The three main class types available through Music Together are Babies Only which is birth to 8 months in person and 9 months online, Mixed Age, which is birth to 5 years old, and Rhythm Kids which is for children 4 to 8 years old. Since March 2020, the majority of classes have been available only online.

While Music Together focuses on developing a relationship between movement and music, the Canta y Baila companion program is language immersion and music learning rolled into one. All of the melodies in the curriculum come from Spanish-speaking cultures in Central and South America, Mexico and Spain and are not songs that have been translated into Spanish.

Instructors ask parents and caregivers to give no direction to their children about how they should be acting during the class. Parish said they want the children to be able to experience the music in their own way, but the adult stays fully involved.

“We say ‘Park your inhibitions at the door and just let your children have fun with this,’ ” Parish said. “Those are the types of things that are important in early childhood learning. The more we ‘correct’ a child, the less they are going to want to do it.”

She said children have to find their own path and they need to have a strong example in order to do that.

“Our whole goal in Music Together is to help adults communicate the language of music to their children, so not only will their children grow up to realize their musical potential, but they’ll have a musical bond in their families,” Parish said.

Thanks in part to the pandemic, having Canta y Baila come to Santa Rosa Area Music Together was possible because six-year San Diego Music Together instructor Diana Davidson will be able to teach the class online.

Regina Barba, who has three children, has been attending Santa Rosa Music Together for six years. Her oldest daughter was 2½ when she discovered the program after moving to the area. She felt she was having postpartum depression and the combination of movement and music helped lift her spirits as well as connect with her children.

“Even today when I have them brush their teeth or pick up their toys, I use the songs from the program,” Barba said.

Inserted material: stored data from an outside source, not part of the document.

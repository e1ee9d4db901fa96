//! Broadcast relay for operator messages.
//!
//! Messages published here fan out to every live subscriber (the SSE stream, and
//! optionally the dispatcher as external-feed prompts).

use serde::{Deserialize, Serialize};
use std::sync::{PoisonError, RwLock};
use tokio::sync::broadcast;
use tokio::task::JoinHandle;

use crate::core::dispatcher::Dispatcher;
use crate::core::types::{now_millis, Priority, Role, SubmitOptions};
use crate::error::{Error, Result};

const DEFAULT_CHANNEL_CAPACITY: usize = 256;

#[derive(Debug, Clone, PartialEq, Eq, Serialize, Deserialize)]
pub struct RelayMessage {
    pub message: String,
    /// Unix ms
    pub time: i64,
}

pub struct Relay {
    sender: RwLock<Option<broadcast::Sender<RelayMessage>>>,
}

impl Relay {
    pub fn new(capacity: usize) -> Self {
        let (sender, _) = broadcast::channel(capacity);
        Self {
            sender: RwLock::new(Some(sender)),
        }
    }

    fn sender(&self) -> Result<broadcast::Sender<RelayMessage>> {
        self.sender
            .read()
            .unwrap_or_else(PoisonError::into_inner)
            .clone()
            .ok_or(Error::Closed)
    }

    /// Broadcast a message; returns how many subscribers received it.
    pub fn publish(&self, message: impl Into<String>) -> Result<usize> {
        let message = RelayMessage {
            message: message.into(),
            time: now_millis(),
        };
        // No subscribers is not an error, the message is simply dropped.
        Ok(self.sender()?.send(message).unwrap_or(0))
    }

    pub fn subscribe(&self) -> Result<broadcast::Receiver<RelayMessage>> {
        Ok(self.sender()?.subscribe())
    }

    pub fn receiver_count(&self) -> usize {
        self.sender()
            .map(|sender| sender.receiver_count())
            .unwrap_or(0)
    }

    /// Close the relay. Subscribers see the stream end.
    pub fn shutdown(&self) {
        if self
            .sender
            .write()
            .unwrap_or_else(PoisonError::into_inner)
            .take()
            .is_some()
        {
            tracing::info!(kind = "system", "Relay shut down");
        }
    }

    pub fn is_closed(&self) -> bool {
        self.sender
            .read()
            .unwrap_or_else(PoisonError::into_inner)
            .is_none()
    }

    /// Submit every relayed message to `dispatcher` as an external-feed prompt.
    pub fn forward_to(&self, dispatcher: Dispatcher) -> Result<JoinHandle<()>> {
        let mut receiver = self.subscribe()?;

        Ok(tokio::spawn(async move {
            loop {
                match receiver.recv().await {
                    Ok(relayed) => {
                        let dispatcher = dispatcher.clone();
                        tokio::spawn(async move {
                            if let Err(e) = dispatcher
                                .submit(
                                    relayed.message,
                                    Role::ExternalFeed,
                                    SubmitOptions::with_priority(Priority::High).no_follow_up(),
                                )
                                .await
                            {
                                tracing::warn!("Relayed message failed: {}", e);
                            }
                        });
                    }
                    Err(broadcast::error::RecvError::Lagged(skipped)) => {
                        tracing::warn!("Relay forwarder lagged, skipped {} messages", skipped);
                    }
                    Err(broadcast::error::RecvError::Closed) => break,
                }
            }
            tracing::debug!("Relay forwarder stopped");
        }))
    }
}

impl Default for Relay {
    fn default() -> Self {
        Self::new(DEFAULT_CHANNEL_CAPACITY)
    }
}
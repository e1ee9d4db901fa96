//! Duologue - priority dispatcher for a bounded two-agent conversation.

use clap::Parser;
use std::process::ExitCode;

use duologue::Commands;

#[tokio::main]
async fn main() -> ExitCode {
    // Keep the guard alive so the file writer flushes on exit.
    let _log_guard = match duologue::logging::init() {
        Ok((guard, _)) => guard,
        Err(e) => {
            eprintln!("Failed to initialize logging: {}", e);
            return ExitCode::FAILURE;
        }
    };

    let args = Commands::parse();

    match args.run().await {
        Ok(()) => ExitCode::SUCCESS,
        Err(e) => {
            tracing::error!("{:#}", e);
            eprintln!("Error: {:#}", e);
            ExitCode::FAILURE
        }
    }
}
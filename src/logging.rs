//! Logging setup for Duologue using tracing.

use anyhow::Result;
use std::path::PathBuf;
use tracing_appender::non_blocking::WorkerGuard;
use tracing_subscriber::{fmt, layer::SubscriberExt, util::SubscriberInitExt, EnvFilter};

/// Log file name prefix inside the log directory.
pub const LOG_FILE: &str = "duologue.log";

/// Initialize logging with a daily file appender and stderr output.
///
/// Keep the returned guard alive for the life of the process, dropping it flushes and
/// stops the file writer.
pub fn init() -> Result<(WorkerGuard, PathBuf)> {
    let log_dir = get_log_dir()?;
    std::fs::create_dir_all(&log_dir)?;

    let file_appender = tracing_appender::rolling::daily(&log_dir, LOG_FILE);
    let (non_blocking, guard) = tracing_appender::non_blocking(file_appender);

    let filter = EnvFilter::try_from_default_env()
        .unwrap_or_else(|_| EnvFilter::new("info,duologue=debug"));

    let file_layer = fmt::layer()
        .with_writer(non_blocking)
        .with_ansi(false)
        .with_target(true)
        .with_thread_ids(true)
        .with_file(true)
        .with_line_number(true);

    let console_layer = fmt::layer()
        .with_writer(std::io::stderr)
        .with_ansi(true)
        .with_target(true);

    tracing_subscriber::registry()
        .with(filter)
        .with(file_layer)
        .with(console_layer)
        .init();

    tracing::info!(kind = "system", "Duologue logging initialized");
    tracing::debug!("Log directory: {}", log_dir.display());

    Ok((guard, log_dir))
}

/// Get the log directory path.
pub fn get_log_dir() -> Result<PathBuf> {
    let dirs = directories::ProjectDirs::from("com", "duologue", "duologue")
        .ok_or_else(|| anyhow::anyhow!("Could not determine data directory"))?;

    Ok(dirs.data_dir().join("logs"))
}

/// Initialize logging for tests (console only, no file). Safe to call repeatedly.
#[cfg(test)]
pub fn init_test() {
    let filter = EnvFilter::try_from_default_env().unwrap_or_else(|_| EnvFilter::new("debug"));

    let _ = tracing_subscriber::registry()
        .with(filter)
        .with(fmt::layer().with_test_writer())
        .try_init();
}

She said the flexibility of the program also benefited her, especially with three children at varying ages.

“(Music Together) provides an extensive library of music, both original and classics, which span many different moods, rhythms and vocalists, and so are much easier for a parent to enjoy day in and day out than a single kids artist,” said Music Together parent Eben Miller, who has been in the program for more than two years.

“Luis (Miller’s son) demonstrated understanding of rhythm within a couple of class quarters. Now he is almost 3, and in the last six months has started singing every day, both alone and with us. He sings to himself before bed, and when he wakes up in the middle of the night to get back to sleep.”

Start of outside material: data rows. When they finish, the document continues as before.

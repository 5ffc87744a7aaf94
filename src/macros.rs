//! Macros for creating isolated static locators.

/// Creates a process-wide locator module with a single macro invocation.
///
/// The macro generates a module containing:
/// - A lazily created [`ServiceLocator`](crate::ServiceLocator) static (hidden)
/// - `locator()` returning it, for trait-based access through [`LocatorApi`](crate::LocatorApi)
/// - Free functions mirroring the locator operations
///
/// # Examples
///
/// ```rust
/// use service_locator::define_locator;
/// use std::sync::Arc;
///
/// define_locator!(services);
///
/// services::register(42i32);
/// services::register_in("Debug", "verbose".to_string());
///
/// let num: Arc<i32> = services::resolve().unwrap();
/// let level: Arc<String> = services::resolve_in("Debug").unwrap();
///
/// assert_eq!(*num, 42);
/// assert_eq!(&**level, "verbose");
/// ```
///
/// # Multiple Locators
///
/// Each invocation owns its own storage:
///
/// ```rust
/// use service_locator::define_locator;
///
/// define_locator!(database);
/// define_locator!(cache);
///
/// database::register("db_connection".to_string());
///
/// assert!(database::contains::<String>());
/// assert!(!cache::contains::<String>());
/// ```
#[macro_export]
macro_rules! define_locator {
    ($name:ident) => {
        pub mod $name {
            #![allow(dead_code)]

            use std::sync::{Arc, LazyLock};

            use $crate::{Context, LocatorApi, LocatorError, LocatorEvent, ServiceLocator};

            static LOCATOR: LazyLock<ServiceLocator> = LazyLock::new(ServiceLocator::new);

            /// The locator backing this module.
            pub fn locator() -> &'static ServiceLocator {
                &LOCATOR
            }

            /// Register a value under the `General` context.
            pub fn register<T: Send + Sync + 'static>(value: T) {
                locator().register(value)
            }

            /// Register a value under the given context.
            pub fn register_in<T: Send + Sync + 'static>(context: impl Into<Context>, value: T) {
                locator().register_in(context, value)
            }

            /// Register an Arc-wrapped value under the `General` context.
            pub fn register_arc<T: Send + Sync + 'static>(value: Arc<T>) {
                locator().register_arc(value)
            }

            /// Register an Arc-wrapped value under the given context.
            pub fn register_arc_in<T: Send + Sync + 'static>(
                context: impl Into<Context>,
                value: Arc<T>,
            ) {
                locator().register_arc_in(context, value)
            }

            /// Build an instance with `factory` and register it under `I` in the `General` context.
            pub fn register_factory<I, F>(factory: F)
            where
                I: Send + Sync + 'static,
                F: FnOnce() -> I,
            {
                locator().register_factory(factory)
            }

            /// Build an instance with `factory` and register it under `I` in the given context.
            pub fn register_factory_in<I, F>(context: impl Into<Context>, factory: F)
            where
                I: Send + Sync + 'static,
                F: FnOnce() -> I,
            {
                locator().register_factory_in(context, factory)
            }

            /// Register `Impl::default()` under `I` in the `General` context.
            pub fn register_default<I, Impl>()
            where
                I: Send + Sync + 'static,
                Impl: Default + Into<I>,
            {
                locator().register_default::<I, Impl>()
            }

            /// Register `Impl::default()` under `I` in the given context.
            pub fn register_default_in<I, Impl>(context: impl Into<Context>)
            where
                I: Send + Sync + 'static,
                Impl: Default + Into<I>,
            {
                locator().register_default_in::<I, Impl>(context)
            }

            /// Resolve `T` from the `General` context.
            pub fn resolve<T: Send + Sync + 'static>() -> Result<Arc<T>, LocatorError> {
                locator().resolve()
            }

            /// Resolve `T` from the given context.
            pub fn resolve_in<T: Send + Sync + 'static>(
                context: impl Into<Context>,
            ) -> Result<Arc<T>, LocatorError> {
                locator().resolve_in(context)
            }

            /// Resolve and clone `T` from the `General` context.
            pub fn resolve_cloned<T: Send + Sync + Clone + 'static>() -> Result<T, LocatorError> {
                locator().resolve_cloned()
            }

            /// Resolve and clone `T` from the given context.
            pub fn resolve_cloned_in<T: Send + Sync + Clone + 'static>(
                context: impl Into<Context>,
            ) -> Result<T, LocatorError> {
                locator().resolve_cloned_in(context)
            }

            /// Check if `T` is registered under the `General` context.
            pub fn contains<T: Send + Sync + 'static>() -> bool {
                locator().contains::<T>()
            }

            /// Check if `T` is registered under the given context.
            pub fn contains_in<T: Send + Sync + 'static>(context: impl Into<Context>) -> bool {
                locator().contains_in::<T>(context)
            }

            /// Context tags currently holding an instance of `T`.
            pub fn contexts<T: Send + Sync + 'static>() -> Vec<Context> {
                locator().contexts::<T>()
            }

            /// Remove `T` from the `General` context.
            pub fn unregister<T: Send + Sync + 'static>() -> Result<Arc<T>, LocatorError> {
                locator().unregister()
            }

            /// Remove `T` from the given context.
            pub fn unregister_in<T: Send + Sync + 'static>(
                context: impl Into<Context>,
            ) -> Result<Arc<T>, LocatorError> {
                locator().unregister_in(context)
            }

            /// Set a tracing callback for this locator.
            pub fn set_trace_callback(callback: impl Fn(&LocatorEvent) + Send + Sync + 'static) {
                locator().set_trace_callback(callback)
            }

            /// Clear the tracing callback.
            pub fn clear_trace_callback() {
                locator().clear_trace_callback()
            }
        }
    };
}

The spring session began the week of March 22 with both online and outdoor classes. One of the other instructors, Tom “Star Tom” McCurry, who has been at Santa Rosa Area Music Together for 13 years, will be teaching the outdoor mixed age classes in Santa Rosa and Healdsburg through the spring. Parents and caregivers can still sign up even though classes have already begun.

Music Together fundraisers

To date, Music Together has held several fundraisers, with another planned for April 17.

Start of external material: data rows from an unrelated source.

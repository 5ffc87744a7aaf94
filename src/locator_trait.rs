//! Core trait defining locator behavior.
//!
//! This module provides the `LocatorApi` trait with default implementations for
//! type-safe registration, resolution, removal and tracing of service instances.
//!
//! The locator is keyed twice: first by the requested type (`TypeId`), then by a
//! [`Context`] tag. Each (type, context) pair holds at most one instance, and a
//! type whose last context entry is removed disappears from the storage entirely.

use std::any::{Any, TypeId};
use std::collections::HashMap;
use std::sync::{Arc, Mutex};

use crate::{Context, LocatorError, LocatorEvent};

/// Two-level storage: requested type -> context tag -> instance.
pub type Entries = HashMap<TypeId, HashMap<Context, Arc<dyn Any + Send + Sync>>>;

/// Type alias for the user-supplied tracing callback.
///
/// The callback receives a reference to a `LocatorEvent` every time the locator is
/// interacted with. It must be thread-safe because locators are shared across threads.
pub type TraceCallback = dyn Fn(&LocatorEvent) + Send + Sync + 'static;

/// Holds an optional tracing callback.
pub type TraceSlot = Mutex<Option<Arc<TraceCallback>>>;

Past fundraisers have supported:

*Three Music Together families who were displaced by wildfires.

*A mother facing financial struggles related to a cancer diagnosis.

*The construction of play structures for Aidan’s Playground at Santa Rosa’s A Place to Play park in honor of a 6-year-old Music Together child Aiden Hansen, who died in 2014.

The April 17 online fundraiser will benefit the Volunteer Firefighter Foundation, a nonprofit established by Music Together mother Jacqui Jorgeson, which aims to support the nearly 600 volunteer firefighters in Sonoma County.

The 10:30 a.m. fundraiser will feature a performance by Gerry Dignan, a Music Together artist known widely within the program as Uncle Gerry.